> _Action item_
Having located "-> cancellation token." in the records below, repeat exactly the line it is on and all subsequent lines, ending with the last.

> _Entries shown_

//! Job control: per-job cancellation tokens.
//!
//! When the orchestrator runs a job it registers the job id and receives a
//! cancellation token. Anyone holding the `JobControl` (a signal handler, an
//! outer service) can request abort; the retry loop observes the token between
//! attempts and the job stops with a cancelled status.

use std::collections::HashMap;
use std::sync::{PoisonError, RwLock};

use tokio_util::sync::CancellationToken;

/// Job identifier.
pub type JobId = u64;

/// Shared registry of job id -> cancellation token.
#[derive(Debug, Default)]
pub struct JobControl {
    jobs: RwLock<HashMap<JobId, CancellationToken>>,
}

impl JobControl {
    pub fn new() -> Self {
        Self::default()
    }

    /// Register a running job; returns the token to pass into the job.
    /// Re-registering an id replaces (and does not cancel) the previous token.
    pub fn register(&self, job_id: JobId) -> CancellationToken {
        self.register_with(job_id, CancellationToken::new())
    }

    /// Register a job with a token the caller already owns, e.g. a child of a
    /// process-wide shutdown token.
    pub fn register_with(&self, job_id: JobId, token: CancellationToken) -> CancellationToken {
        self.jobs
            .write()
            .unwrap_or_else(PoisonError::into_inner)
            .insert(job_id, token.clone());
        token
    }

    /// Unregister a job (call when the job finishes, success or failure).
    pub fn unregister(&self, job_id: JobId) {
        self.jobs
            .write()
            .unwrap_or_else(PoisonError::into_inner)
            .remove(&job_id);
    }

    /// Request abort for a job. Returns false if the job is not registered.
    pub fn request_abort(&self, job_id: JobId) -> bool {
        match self
            .jobs
            .read()
            .unwrap_or_else(PoisonError::into_inner)
            .get(&job_id)
        {
            Some(token) => {
                tracing::info!(job_id, "abort requested");
                token.cancel();
                true
            }
            None => false,
        }
    }

    /// Cancel every registered job.
    pub fn abort_all(&self) {
        for token in self
            .jobs
            .read()
            .unwrap_or_else(PoisonError::into_inner)
            .values()
        {
            token.cancel();
        }
    }

    pub fn is_registered(&self, job_id: JobId) -> bool {
        self.jobs
            .read()
            .unwrap_or_else(PoisonError::into_inner)
            .contains_key(&job_id)
    }
}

> _Reply to the exercise_
/// Shared registry of job id -> cancellation token.
#[derive(Debug, Default)]
pub struct JobControl {
    jobs: RwLock<HashMap<JobId, CancellationToken>>,
}

impl JobControl {
    pub fn new() -> Self {
        Self::default()
    }

    /// Register a running job; returns the token to pass into the job.
    /// Re-registering an id replaces (and does not cancel) the previous token.
    pub fn register(&self, job_id: JobId) -> CancellationToken {
        self.register_with(job_id, CancellationToken::new())
    }

    /// Register a job with a token the caller already owns, e.g. a child of a
    /// process-wide shutdown token.
    pub fn register_with(&self, job_id: JobId, token: CancellationToken) -> CancellationToken {
        self.jobs
            .write()
            .unwrap_or_else(PoisonError::into_inner)
            .insert(job_id, token.clone());
        token
    }

    /// Unregister a job (call when the job finishes, success or failure).
    pub fn unregister(&self, job_id: JobId) {
        self.jobs
            .write()
            .unwrap_or_else(PoisonError::into_inner)
            .remove(&job_id);
    }

    /// Request abort for a job. Returns false if the job is not registered.
    pub fn request_abort(&self, job_id: JobId) -> bool {
        match self
            .jobs
            .read()
            .unwrap_or_else(PoisonError::into_inner)
            .get(&job_id)
        {
            Some(token) => {
                tracing::info!(job_id, "abort requested");
                token.cancel();
                true
            }
            None => false,
        }
    }

    /// Cancel every registered job.
    pub fn abort_all(&self) {
        for token in self
            .jobs
            .read()
            .unwrap_or_else(PoisonError::into_inner)
            .values()
        {
            token.cancel();
        }
    }

    pub fn is_registered(&self, job_id: JobId) -> bool {
        self.jobs
            .read()
            .unwrap_or_else(PoisonError::into_inner)
            .contains_key(&job_id)
    }
}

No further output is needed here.